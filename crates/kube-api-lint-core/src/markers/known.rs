//! Identifiers of well-known markers.

/// `+optional`
pub const OPTIONAL: &str = "optional";
/// `+required`
pub const REQUIRED: &str = "required";
/// `+kubebuilder:validation:Optional`
pub const KUBEBUILDER_OPTIONAL: &str = "kubebuilder:validation:Optional";
/// `+kubebuilder:validation:Required`
pub const KUBEBUILDER_REQUIRED: &str = "kubebuilder:validation:Required";
/// `+k8s:optional`
pub const K8S_OPTIONAL: &str = "k8s:optional";
/// `+k8s:required`
pub const K8S_REQUIRED: &str = "k8s:required";

/// Every recognized spelling of the optional marker.
pub const OPTIONAL_SPELLINGS: &[&str] = &[OPTIONAL, KUBEBUILDER_OPTIONAL, K8S_OPTIONAL];
/// Every recognized spelling of the required marker.
pub const REQUIRED_SPELLINGS: &[&str] = &[REQUIRED, KUBEBUILDER_REQUIRED, K8S_REQUIRED];

/// `+default:=value`
pub const DEFAULT: &str = "default";
/// `+kubebuilder:default:=value`
pub const KUBEBUILDER_DEFAULT: &str = "kubebuilder:default";
/// `+k8s:default=value`
pub const K8S_DEFAULT: &str = "k8s:default";

/// Every recognized spelling of the default marker.
pub const DEFAULT_SPELLINGS: &[&str] = &[DEFAULT, KUBEBUILDER_DEFAULT, K8S_DEFAULT];

/// `+kubebuilder:example=value`
pub const KUBEBUILDER_EXAMPLE: &str = "kubebuilder:example";

/// `+enum`
pub const ENUM: &str = "enum";
/// `+k8s:enum`
pub const K8S_ENUM: &str = "k8s:enum";
/// `+kubebuilder:validation:Enum=a;b;c`
pub const KUBEBUILDER_ENUM: &str = "kubebuilder:validation:Enum";

/// Every recognized spelling of the enum marker.
pub const ENUM_SPELLINGS: &[&str] = &[KUBEBUILDER_ENUM, K8S_ENUM, ENUM];

/// `+kubebuilder:validation:MinLength`
pub const MIN_LENGTH: &str = "kubebuilder:validation:MinLength";
/// `+kubebuilder:validation:MaxLength`
pub const MAX_LENGTH: &str = "kubebuilder:validation:MaxLength";
/// `+kubebuilder:validation:Pattern`
pub const PATTERN: &str = "kubebuilder:validation:Pattern";
/// `+kubebuilder:validation:Format`
pub const FORMAT: &str = "kubebuilder:validation:Format";
/// `+kubebuilder:validation:Minimum`
pub const MINIMUM: &str = "kubebuilder:validation:Minimum";
/// `+kubebuilder:validation:Maximum`
pub const MAXIMUM: &str = "kubebuilder:validation:Maximum";
/// `+kubebuilder:validation:ExclusiveMinimum`
pub const EXCLUSIVE_MINIMUM: &str = "kubebuilder:validation:ExclusiveMinimum";
/// `+kubebuilder:validation:ExclusiveMaximum`
pub const EXCLUSIVE_MAXIMUM: &str = "kubebuilder:validation:ExclusiveMaximum";
/// `+kubebuilder:validation:MultipleOf`
pub const MULTIPLE_OF: &str = "kubebuilder:validation:MultipleOf";
/// `+kubebuilder:validation:MinItems`
pub const MIN_ITEMS: &str = "kubebuilder:validation:MinItems";
/// `+kubebuilder:validation:MaxItems`
pub const MAX_ITEMS: &str = "kubebuilder:validation:MaxItems";
/// `+kubebuilder:validation:UniqueItems`
pub const UNIQUE_ITEMS: &str = "kubebuilder:validation:UniqueItems";
/// `+kubebuilder:validation:MinProperties`
pub const MIN_PROPERTIES: &str = "kubebuilder:validation:MinProperties";
/// `+kubebuilder:validation:MaxProperties`
pub const MAX_PROPERTIES: &str = "kubebuilder:validation:MaxProperties";
/// `+kubebuilder:validation:items:MaxLength`
pub const ITEMS_MAX_LENGTH: &str = "kubebuilder:validation:items:MaxLength";
/// `+kubebuilder:validation:items:MinLength`
pub const ITEMS_MIN_LENGTH: &str = "kubebuilder:validation:items:MinLength";
/// `+kubebuilder:validation:items:Enum`
pub const ITEMS_ENUM: &str = "kubebuilder:validation:items:Enum";
/// `+kubebuilder:validation:XValidation:rule=...,message=...`
pub const XVALIDATION: &str = "kubebuilder:validation:XValidation";
/// `+kubebuilder:validation:EmbeddedResource`
pub const EMBEDDED_RESOURCE: &str = "kubebuilder:validation:EmbeddedResource";
/// `+kubebuilder:pruning:PreserveUnknownFields`
pub const PRESERVE_UNKNOWN_FIELDS: &str = "kubebuilder:pruning:PreserveUnknownFields";
/// `+kubebuilder:validation:Type`
pub const SCHEMA_TYPE: &str = "kubebuilder:validation:Type";

/// `+nullable`
pub const NULLABLE: &str = "nullable";
/// `+kubebuilder:validation:Nullable`
pub const KUBEBUILDER_NULLABLE: &str = "kubebuilder:validation:Nullable";

/// `+listType=map`
pub const LIST_TYPE: &str = "listType";
/// `+listMapKey=type`
pub const LIST_MAP_KEY: &str = "listMapKey";
/// `+patchStrategy=merge`
pub const PATCH_STRATEGY: &str = "patchStrategy";
/// `+patchMergeKey=type`
pub const PATCH_MERGE_KEY: &str = "patchMergeKey";

/// `+kubebuilder:object:root=true`
pub const OBJECT_ROOT: &str = "kubebuilder:object:root";
/// `+kubebuilder:subresource:status`
pub const SUBRESOURCE_STATUS: &str = "kubebuilder:subresource:status";
/// `+kubebuilder:resource:scope=Namespaced`
pub const RESOURCE: &str = "kubebuilder:resource";
/// `+kubebuilder:printcolumn:name=...,type=...,JSONPath=...`
pub const PRINT_COLUMN: &str = "kubebuilder:printcolumn";
/// `+kubebuilder:subresource:scale:specpath=...`
pub const SUBRESOURCE_SCALE: &str = "kubebuilder:subresource:scale";
/// `+kubebuilder:storageversion`
pub const STORAGE_VERSION: &str = "kubebuilder:storageversion";

/// `+k8s:unionMember`
pub const K8S_UNION_MEMBER: &str = "k8s:unionMember";
/// `+k8s:unionDiscriminator`
pub const K8S_UNION_DISCRIMINATOR: &str = "k8s:unionDiscriminator";
/// `+unionDiscriminator`
pub const UNION_DISCRIMINATOR: &str = "unionDiscriminator";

----

## Exercise
Show all lines from the data above in which the word "patchMergeKey" appears.

## Expected answer
/// `+patchMergeKey=type`
pub const PATCH_MERGE_KEY: &str = "patchMergeKey";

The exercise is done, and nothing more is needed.